The government-backed Education Endowment Foundation has today issued seven recommendations for improving science in secondary schools.
They are:
1. Preconceptions: build on the ideas that pupils bring to lessons
- Understand the preconceptions that pupils bring to science lessons.
- Develop pupils’ thinking through cognitive conflict and discussion.
2. Self-regulation: help pupils direct their own learning
- Explicitly teach pupils how to plan, monitor and evaluate their learning.
- Model your own thinking to help pupils develop their metacognitive and cognitive knowledge.
- Promote metacognitive talk and dialogue in the classroom.
3. Modelling: use models to support understanding
- Use models to help pupils develop a deeper understanding of scientic concepts.
- Select the models you use with care.
- Explicitly teach pupils about models and encourage pupils to critique them.
4. Memory: support pupils to retain and retrieve knowledge
- Pay attention to cognitive load - structure your tasks to limit the amount of new information pupils need to process.
- Revisit knowledge after a gap to help pupils retain it in their long-term memory.
- Provide opportunities for pupils to retrieve the knowledge that they have previously learned.
- Encourage pupils to elaborate on what they have learned.
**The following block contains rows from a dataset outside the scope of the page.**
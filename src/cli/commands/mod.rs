//! Command implementations for the Beacon CLI
//!
//! Each command is organized into its own module for better
//! maintainability.

pub mod package;
pub mod send;
pub mod version;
5. Practical work: use practical work purposefully and as part of a learning sequence
- Know the purpose of each practical activity.
- Sequence practical activities with other learning.
- Use practical work to develop scientific reasoning.
- Use a variety of approaches to practical science.
6. The language of science: develop scientific vocabulary and support pupils to read and write about science
- Carefully select the vocabulary to teach, and focus on the most tricky words.
- Show the links between words and their composite parts.
- Use activities to engage pupils with reading scientific text and help them to comprehend it.
- Support pupils to develop their scientific writing skills.
7. Feedback: use structured feedback to move on pupils’ thinking
- Find out what your pupils understand.
- Think about what you’re providing feedback on.
- Provide feedback as comments rather than marks.
- Make sure pupils can respond to your feedback.